I’m really excited about Stoke City season and Steven Schumacher’s high risk, high reward strategy

New Stoke City coach Chris Cohen explains why player development shouldn’t be about age, the work he does with club analysts and a project he presented about the adult brain that was ‘more simple than it sounds’

There is a cluster of players in their late teens and early 20s who stand out on the Stoke City squad list. And Chris Cohen, who has joined as new assistant head coach this summer, is looking forward to getting to work with forwards like Bae Junho and Emre Tezgel, defenders like Freddie Anderson and Jaden Dixon, through pre-season.

But one of the mantras that he has delivered in his first few years in coaching – and he is still only 37 – is how players can still improve at any stage of their career.

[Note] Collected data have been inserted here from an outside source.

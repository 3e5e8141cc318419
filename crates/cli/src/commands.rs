use std::io::Write;
use std::time::Duration;

use anyhow::Context;
use serde::Serialize;

use playersearch_core::csv;
use playersearch_core::player::PlayerRecord;
use playersearch_lookup::{HttpPlayerLookup, PlayerLookup};
use playersearch_store::{ArtifactStore, StoreConfig};

use crate::args::{Cli, Command, ExportArgs, SearchArgs, ShowArgs};
use crate::table;

/// Summary printed after an export, for scripts that parse the output.
#[derive(Debug, Serialize)]
#[serde(rename_all = "camelCase")]
pub struct ExportSummary {
    pub search_term: String,
    pub player_count: usize,
    pub filepath: Option<String>,
    pub csv_content: String,
    pub players: Vec<PlayerRecord>,
}

pub async fn dispatch(cli: Cli) -> anyhow::Result<()> {
    let store = ArtifactStore::new(StoreConfig::new(cli.global.data_dir.clone()));

    match cli.cmd {
        Command::Search(args) => {
            let lookup = build_lookup(&cli.global.lookup_url, cli.global.timeout_secs)?;
            let out = run_search(&lookup, &args).await?;
            print_stdout(&out)
        }
        Command::Export(args) => {
            let lookup = build_lookup(&cli.global.lookup_url, cli.global.timeout_secs)?;
            let out = run_export(&lookup, &store, &args).await?;
            print_stdout(&out)
        }
        Command::Files => print_stdout(&run_files(&store).await?),
        Command::Show(args) => print_stdout(&run_show(&store, &args).await?),
    }
}

fn build_lookup(url: &str, timeout_secs: u64) -> anyhow::Result<HttpPlayerLookup> {
    HttpPlayerLookup::new(url, Duration::from_secs(timeout_secs))
        .context("failed to build lookup client")
}

fn print_stdout(text: &str) -> anyhow::Result<()> {
    let mut stdout = std::io::stdout().lock();
    stdout.write_all(text.as_bytes())?;
    stdout.flush()?;
    Ok(())
}

pub async fn run_search(lookup: &dyn PlayerLookup, args: &SearchArgs) -> anyhow::Result<String> {
    tracing::info!(query = %args.name, max = args.max, "Searching players");
    let players = lookup
        .search(&args.name, args.max)
        .await
        .with_context(|| format!("search for {:?} failed", args.name))?;

    let mut out = table::render(&players);
    if args.verbose {
        for (i, player) in players.iter().enumerate() {
            out.push_str(&format!("\n--- Player {} ---\n", i + 1));
            out.push_str(&serde_json::to_string_pretty(player)?);
            out.push('\n');
        }
    }
    Ok(out)
}

pub async fn run_export(
    lookup: &dyn PlayerLookup,
    store: &ArtifactStore,
    args: &ExportArgs,
) -> anyhow::Result<String> {
    tracing::info!(query = %args.name, max = args.max, "Exporting players");
    let players = lookup
        .search(&args.name, args.max)
        .await
        .with_context(|| format!("search for {:?} failed", args.name))?;

    let csv_content = csv::encode(Some(&players));
    let mut out = String::new();
    out.push_str(&csv_content);
    if !csv_content.ends_with('\n') {
        out.push('\n');
    }

    let filepath = if args.no_save {
        None
    } else {
        let artifact = store
            .persist(&csv_content, &args.name)
            .await
            .context("failed to save CSV")?;
        let path = artifact.path.display().to_string();
        out.push_str(&format!("\nCSV saved to: {path}\n"));
        Some(path)
    };

    let summary = ExportSummary {
        search_term: args.name.clone(),
        player_count: players.len(),
        filepath,
        csv_content,
        players,
    };
    out.push('\n');
    out.push_str(&serde_json::to_string_pretty(&summary)?);
    out.push('\n');
    Ok(out)
}

pub async fn run_files(store: &ArtifactStore) -> anyhow::Result<String> {
    let entries = store.list().await?;
    if entries.is_empty() {
        return Ok(format!(
            "No saved files in {}\n",
            store.root().display()
        ));
    }

    let mut out = String::new();
    for entry in &entries {
        out.push_str(&format!("{:<40} {:>10} bytes\n", entry.name, entry.size_bytes));
    }
    Ok(out)
}

pub async fn run_show(store: &ArtifactStore, args: &ShowArgs) -> anyhow::Result<String> {
    let mut text = store.retrieve(&args.file).await?;
    if !text.ends_with('\n') {
        text.push('\n');
    }
    Ok(text)
}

So there was Stoke youth graduate Lasse Sorensen at Lincoln City in the second half of last season, who, at the age of 24, evolved into a key player in the side that just missed out on the play-offs and earned a summer transfer to Huddersfield Town.

But there was also Stoke old boy Cameron Jerome, who was turning 35 when Cohen landed in his first senior coaching job with Luton Town. He proved an important player starting and from the bench in a side that upset the odds and reached the Championship play-offs.

“It just looks a bit different,” said Cohen. “I will try to help someone like Cameron Jerome, an ex-Stoke player who everyone will know, in a very different way to how you might help an 18 or 19-year-old. It looks really different in what you do out on the grass – and Cameron Jerome probably ended up helping me a lot more than I helped him by taking our strikers and making them better.

“But I think everyone wants to develop, everyone wants to be cared about no matter what profession or world you work in. That’s the most exciting bit for me. It’s making players aware of how they might develop and getting better.

“You’ve got to have an evidence base. I wasn’t going to make Cameron Jerome, for example, better at finishing – he was already really good at that – but there might be little bits around the game or it might be him getting a benefit from giving back to the football club.

“I don’t sit there and preach to a player that I’m going to make them better. Most of the time it’s just purely making them aware of where the areas are they might need to get better and them deciding what that looks like. If they’re accountable for it there’s a much bigger chance that they’ll do it rather than me or any of us being stood on the touchline and shouting at them

“It’s worked quite well in the past and hopefully it works well now.”